» **WHAT IS BEING ASKED**
Exactly how many lines in this data contain the word "level"? Only the number should be given.

» **DATA PROVIDED**
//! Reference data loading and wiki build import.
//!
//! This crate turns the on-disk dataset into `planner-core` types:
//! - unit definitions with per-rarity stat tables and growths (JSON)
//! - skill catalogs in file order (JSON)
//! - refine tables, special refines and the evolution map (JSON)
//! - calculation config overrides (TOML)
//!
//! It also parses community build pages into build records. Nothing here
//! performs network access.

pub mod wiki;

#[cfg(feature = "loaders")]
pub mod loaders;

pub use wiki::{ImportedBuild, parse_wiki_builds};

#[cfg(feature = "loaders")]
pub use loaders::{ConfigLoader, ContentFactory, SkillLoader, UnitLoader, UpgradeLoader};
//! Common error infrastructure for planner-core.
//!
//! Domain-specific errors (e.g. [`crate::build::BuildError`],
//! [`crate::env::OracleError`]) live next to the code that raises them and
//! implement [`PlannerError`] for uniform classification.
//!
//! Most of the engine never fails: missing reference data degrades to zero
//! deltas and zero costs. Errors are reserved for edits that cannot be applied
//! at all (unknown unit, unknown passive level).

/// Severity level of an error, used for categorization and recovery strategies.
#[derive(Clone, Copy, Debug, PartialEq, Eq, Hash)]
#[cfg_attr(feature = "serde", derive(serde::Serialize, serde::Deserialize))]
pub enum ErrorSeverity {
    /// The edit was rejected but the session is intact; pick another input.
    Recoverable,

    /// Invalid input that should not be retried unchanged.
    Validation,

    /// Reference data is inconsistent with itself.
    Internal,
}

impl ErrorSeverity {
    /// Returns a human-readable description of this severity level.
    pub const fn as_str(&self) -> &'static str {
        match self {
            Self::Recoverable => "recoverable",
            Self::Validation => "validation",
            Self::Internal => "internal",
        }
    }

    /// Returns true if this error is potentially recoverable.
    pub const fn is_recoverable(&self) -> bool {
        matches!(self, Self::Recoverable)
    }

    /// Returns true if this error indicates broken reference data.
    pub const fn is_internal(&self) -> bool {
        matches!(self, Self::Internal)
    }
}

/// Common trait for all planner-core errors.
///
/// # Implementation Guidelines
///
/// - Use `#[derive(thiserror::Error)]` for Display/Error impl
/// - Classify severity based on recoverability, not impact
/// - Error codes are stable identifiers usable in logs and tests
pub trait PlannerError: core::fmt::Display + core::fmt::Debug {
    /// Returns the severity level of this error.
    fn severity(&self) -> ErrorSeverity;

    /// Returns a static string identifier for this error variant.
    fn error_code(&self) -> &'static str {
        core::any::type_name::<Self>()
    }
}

» **ANSWER SECTION**
4